Con la crescita del Giappone si era inserito un nuovo protagonista senza cambiare le regole del gioco. Con l’arrivo della Cina (e dell’India, del Brasile e degli altri nuovi attori dell’economia mondiale) sono cambiate le stesse regole del gioco.
L’economia di mercato è ancora lo strumento fondamentale del loro sviluppo ma il controllo del mercato delle materie prime si sta rapidamente rovesciando e i governi dei nuovi protagonisti dell’economia mondiale stanno assumendo il ruolo che era in precedenza un’esclusiva dei Paesi occidentali. Il tutto spinto dagli obiettivi di autosufficienza alimentare ed energetica e dalle strategie a livello mondiale che questi Paesi sono in grado di giocare. D’altra parte non è nemmeno pensabile che in epoca di globalizzazione totale come quella in cui viviamo il 15% della popolazione mondiale possa dettare le regole al restante 85%.
Questo grande cambiamento sta naturalmente mettendo in allarme tutti, anche perché richiede decisioni di tale portata che i governanti non sembrano in grado di prendere. Tuttavia non vi è nessuna ragione per credere che la crescita del nuovo mondo metta necessariamente a rischio la nostra prosperità. Certamente il mondo sarà più concorrenziale, esigerà da parte nostra più intelligenza e più capacità di collaborazione e cambiamento, ma anche le prospettive e le occasioni di sviluppo si moltiplicheranno, come la crescita delle esportazioni germaniche in Asia sta oggi dimostrando. D’atra parte sono convinto che sarà impossibile uscire stabilmente dalla presente crisi mondiale se non aggiungendovi due miliardi di nuovi consumatori, anche se questo richiederà un radicale cambiamento dei modelli di vita di tutti noi.

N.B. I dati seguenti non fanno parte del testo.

//! Ordered pattern rules
//!
//! The order of [`RULES`] is part of the contract: the first rule whose
//! predicate matches wins, so earlier rules take precedence on overlap.

use super::raw::Inspection;
use super::revert::{classify_revert_reason, reason_of};
use super::types::{ErrorContext, ErrorType, ParsedError, Severity};

pub(crate) struct Rule {
    pub name: &'static str,
    pub matches: fn(&Inspection) -> bool,
    pub build: fn(&Inspection, &ErrorContext) -> ParsedError,
}

pub(crate) const RULES: &[Rule] = &[
    Rule {
        name: "user_rejection",
        matches: matches_user_rejection,
        build: build_user_rejection,
    },
    Rule {
        name: "network",
        matches: matches_network,
        build: build_network,
    },
    Rule {
        name: "insufficient_funds",
        matches: matches_insufficient_funds,
        build: build_insufficient_funds,
    },
    Rule {
        name: "insufficient_allowance",
        matches: matches_allowance,
        build: build_allowance,
    },
    Rule {
        name: "insufficient_voting_power",
        matches: matches_voting_power,
        build: build_voting_power,
    },
    Rule {
        name: "nonexistent_subject",
        matches: matches_nonexistent,
        build: build_nonexistent,
    },
    Rule {
        name: "incorrect_owner",
        matches: matches_incorrect_owner,
        build: build_incorrect_owner,
    },
    Rule {
        name: "self_delegation",
        matches: matches_self_delegation,
        build: build_self_delegation,
    },
    Rule {
        name: "cycle_ended",
        matches: matches_cycle_ended,
        build: build_cycle_ended,
    },
    Rule {
        name: "already_claimed",
        matches: matches_already_claimed,
        build: build_already_claimed,
    },
    Rule {
        name: "paused",
        matches: matches_paused,
        build: build_paused,
    },
    Rule {
        name: "revert_reason",
        matches: matches_revert_with_reason,
        build: build_revert_with_reason,
    },
    Rule {
        name: "access",
        matches: matches_access,
        build: build_access,
    },
];

const REJECTION_PHRASES: &[&str] = &[
    "user rejected",
    "user denied",
    "action rejected",
    "action_rejected",
    "user cancelled",
    "user canceled",
    "rejected by user",
];
const REJECTION_CODES: &[&str] = &["4001", "ACTION_REJECTED"];

const NETWORK_PHRASES: &[&str] = &[
    "network",
    "rpc",
    "timeout",
    "timed out",
    "fetch failed",
    "failed to fetch",
    "econnrefused",
    "connection refused",
];

const FUNDS_PHRASES: &[&str] = &[
    "insufficient funds",
    "insufficient balance",
    "insufficientbalance",
    "exceeds balance",
];

const ALLOWANCE_PHRASES: &[&str] = &[
    "insufficientallowance",
    "insufficient allowance",
    "exceeds allowance",
    "allowance exceeded",
];

const VOTING_POWER_PHRASES: &[&str] = &[
    "insufficient voting power",
    "not enough voting power",
    "exceeds available voting power",
];

const NONEXISTENT_PHRASES: &[&str] = &[
    "nonexistenttoken",
    "nonexistent token",
    "does not exist",
    "invalid token id",
    "invalid evermark",
];

const OWNER_PHRASES: &[&str] = &["incorrectowner", "incorrect owner", "not token owner"];

const SELF_DELEGATION_PHRASES: &[&str] = &[
    "cannot delegate to self",
    "cannot vote for own",
    "cannot vote on own",
    "self-delegation",
    "self delegation",
];

const CYCLE_ENDED_PHRASES: &[&str] = &[
    "cycle ended",
    "cycle has ended",
    "voting period ended",
    "cycle not active",
];

const PAUSED_PHRASES: &[&str] = &["enforcedpause", "contract is paused", "paused"];

const ACCESS_PHRASES: &[&str] = &[
    "unauthorized",
    "not authorized",
    "access denied",
    "accesscontrol",
    "forbidden",
    "permission denied",
];

pub(crate) fn matches_user_rejection(i: &Inspection) -> bool {
    i.code_is_any(REJECTION_CODES) || i.contains_any(REJECTION_PHRASES)
}

pub(crate) fn matches_network(i: &Inspection) -> bool {
    i.contains_any(NETWORK_PHRASES)
}

pub(crate) fn matches_insufficient_funds(i: &Inspection) -> bool {
    i.contains_any(FUNDS_PHRASES)
}

fn matches_allowance(i: &Inspection) -> bool {
    i.contains_any(ALLOWANCE_PHRASES)
}

fn matches_voting_power(i: &Inspection) -> bool {
    i.contains_any(VOTING_POWER_PHRASES)
}

fn matches_nonexistent(i: &Inspection) -> bool {
    i.contains_any(NONEXISTENT_PHRASES)
}

fn matches_incorrect_owner(i: &Inspection) -> bool {
    i.contains_any(OWNER_PHRASES)
}

fn matches_self_delegation(i: &Inspection) -> bool {
    i.contains_any(SELF_DELEGATION_PHRASES)
}

fn matches_cycle_ended(i: &Inspection) -> bool {
    i.contains_any(CYCLE_ENDED_PHRASES)
}

fn matches_already_claimed(i: &Inspection) -> bool {
    i.contains_any(&["already claimed"])
}

fn matches_paused(i: &Inspection) -> bool {
    i.contains_any(PAUSED_PHRASES)
}

/// Any domain-specific contract condition handled before the revert sub-table
pub(crate) fn matches_contract_condition(i: &Inspection) -> bool {
    matches_allowance(i)
        || matches_voting_power(i)
        || matches_nonexistent(i)
        || matches_incorrect_owner(i)
        || matches_self_delegation(i)
        || matches_cycle_ended(i)
        || matches_already_claimed(i)
        || matches_paused(i)
}

fn matches_revert_with_reason(i: &Inspection) -> bool {
    i.text.contains("revert") && reason_of(i).is_some()
}

fn matches_access(i: &Inspection) -> bool {
    i.contains_any(ACCESS_PHRASES)
}

fn build_user_rejection(_i: &Inspection, _ctx: &ErrorContext) -> ParsedError {
    ParsedError::new(
        ErrorType::UserRejection,
        Severity::Low,
        true,
        "Transaction was cancelled in your wallet",
    )
    .with_suggestions(["Try again when you are ready to confirm"])
}

fn build_network(_i: &Inspection, _ctx: &ErrorContext) -> ParsedError {
    ParsedError::new(
        ErrorType::NetworkError,
        Severity::Medium,
        true,
        "Network connection problem. Please check your connection and try again.",
    )
    .with_suggestions([
        "Check your internet connection",
        "Try again in a few moments",
        "Switch to a different RPC endpoint if the problem persists",
    ])
}

fn build_insufficient_funds(_i: &Inspection, ctx: &ErrorContext) -> ParsedError {
    let message = match &ctx.amount {
        Some(amount) => format!(
            "Insufficient funds to complete this transaction. You need at least {amount} plus gas."
        ),
        None => "Insufficient funds to complete this transaction".to_string(),
    };
    ParsedError::new(ErrorType::InsufficientFunds, Severity::High, true, message).with_suggestions([
        "Check your wallet balance",
        "Make sure you have enough ETH for gas",
        "Try a smaller amount",
    ])
}

fn build_allowance(_i: &Inspection, ctx: &ErrorContext) -> ParsedError {
    let token = ctx.token_label();
    ParsedError::new(
        ErrorType::ContractError,
        Severity::Medium,
        true,
        format!("Insufficient {token} allowance. Please approve {token} spending first."),
    )
    .with_suggestions([
        format!("Approve {token} for the staking contract"),
        "Wait for the approval to confirm, then retry".to_string(),
    ])
}

fn build_voting_power(_i: &Inspection, ctx: &ErrorContext) -> ParsedError {
    let message = match &ctx.amount {
        Some(amount) => format!("Insufficient voting power to delegate {amount}"),
        None => "Insufficient voting power for this delegation".to_string(),
    };
    ParsedError::new(ErrorType::ContractError, Severity::Medium, true, message).with_suggestions([
        "Stake more EMARK to increase your voting power",
        "Undelegate from another item first",
        "Reduce the amount",
    ])
}

fn build_nonexistent(_i: &Inspection, ctx: &ErrorContext) -> ParsedError {
    let message = match &ctx.token_id {
        Some(id) => format!("Item #{id} does not exist"),
        None => "This item does not exist".to_string(),
    };
    ParsedError::new(ErrorType::ContractError, Severity::Medium, false, message)
        .with_suggestions(["Check the item id", "Refresh the page to see current items"])
}

fn build_incorrect_owner(_i: &Inspection, ctx: &ErrorContext) -> ParsedError {
    let message = match &ctx.token_id {
        Some(id) => format!("You do not own item #{id}"),
        None => "You do not own this item".to_string(),
    };
    ParsedError::new(ErrorType::ContractError, Severity::High, false, message)
        .with_suggestions(["Make sure the correct wallet is connected"])
}

fn build_self_delegation(_i: &Inspection, _ctx: &ErrorContext) -> ParsedError {
    ParsedError::new(
        ErrorType::ContractError,
        Severity::Medium,
        false,
        "You cannot delegate voting power to your own item",
    )
    .with_suggestions(["Support items created by other users"])
}

fn build_cycle_ended(_i: &Inspection, _ctx: &ErrorContext) -> ParsedError {
    ParsedError::new(
        ErrorType::ContractError,
        Severity::Medium,
        true,
        "The voting cycle has ended",
    )
    .with_suggestions(["Wait for the next cycle to start", "Refresh to load the current cycle"])
}

fn build_already_claimed(_i: &Inspection, _ctx: &ErrorContext) -> ParsedError {
    ParsedError::new(
        ErrorType::ContractError,
        Severity::Low,
        false,
        "These rewards have already been claimed",
    )
    .with_suggestions(["Refresh to see your current rewards"])
}

fn build_paused(_i: &Inspection, _ctx: &ErrorContext) -> ParsedError {
    ParsedError::new(
        ErrorType::ContractError,
        Severity::Critical,
        false,
        "The contract is currently paused",
    )
    .with_suggestions(["Wait until the contract is unpaused", "Check project announcements"])
}

fn build_revert_with_reason(i: &Inspection, ctx: &ErrorContext) -> ParsedError {
    match reason_of(i) {
        Some(reason) => classify_revert_reason(&reason, ctx),
        None => build_unknown(i, ctx),
    }
}

fn build_access(_i: &Inspection, _ctx: &ErrorContext) -> ParsedError {
    ParsedError::new(
        ErrorType::ValidationError,
        Severity::High,
        false,
        "You are not authorized to perform this action",
    )
    .with_suggestions(["Make sure the correct wallet is connected"])
}

pub(crate) fn build_unknown(_i: &Inspection, ctx: &ErrorContext) -> ParsedError {
    let message = match &ctx.operation {
        Some(operation) => format!("An unexpected error occurred during {operation}. Please try again."),
        None => "An unexpected error occurred. Please try again.".to_string(),
    };
    ParsedError::new(ErrorType::Unknown, Severity::Medium, true, message)
        .with_suggestions(["Try again", "Refresh the page if the problem persists"])
}
//! Local executor failures
//!
//! These are decided before anything reaches the wallet, so they are never
//! passed through the classifier. [`ExecutorError::to_parsed`] synthesizes
//! the typed failure directly.

use thiserror::Error;

use crate::error_classifier::{ErrorType, ParsedError, Severity};

#[derive(Error, Debug, Clone, PartialEq, Eq)]
pub enum ExecutorError {
    /// The connection-request flow failed or was declined
    #[error("{0}")]
    Connection(String),

    /// The interface descriptor has no such operation
    #[error("Unknown operation {operation} on {contract}")]
    UnknownOperation { contract: String, operation: String },

    /// Arguments do not match the operation's parameter types
    #[error("Invalid arguments for {operation}: {reason}")]
    Encoding { operation: String, reason: String },
}

impl ExecutorError {
    pub fn category(&self) -> &'static str {
        match self {
            ExecutorError::Connection(_) => "connection",
            ExecutorError::UnknownOperation { .. } | ExecutorError::Encoding { .. } => "preparation",
        }
    }

    pub fn to_parsed(&self) -> ParsedError {
        let suggestions: &[&str] = match self {
            ExecutorError::Connection(_) => &["Connect your wallet and try again"],
            _ => &["Check the request parameters"],
        };
        ParsedError::new(ErrorType::ValidationError, Severity::Medium, false, self.to_string())
            .with_suggestions(suggestions.iter().copied())
    }
}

Resistere alla globalizzazione è in ogni caso impossibile e velleitario perché i rapporti di forza sono già cambiati e un conflitto in questo campo sarebbe catastrofico per tutti noi. Affrontare la globalizzazione coi necessari cambiamenti politici, economici e organizzativi è invece possibile purché non si nasconda la grandezza e la difficoltà della sfida. L’unico aiuto che potremo dare ai nostri figli è proprio quello di affrettare i cambiamenti necessari per vincere questa sfida. Altrimenti (come ho paura sia il caso dell’Italia) la loro vita sarà molto peggiore della nostra.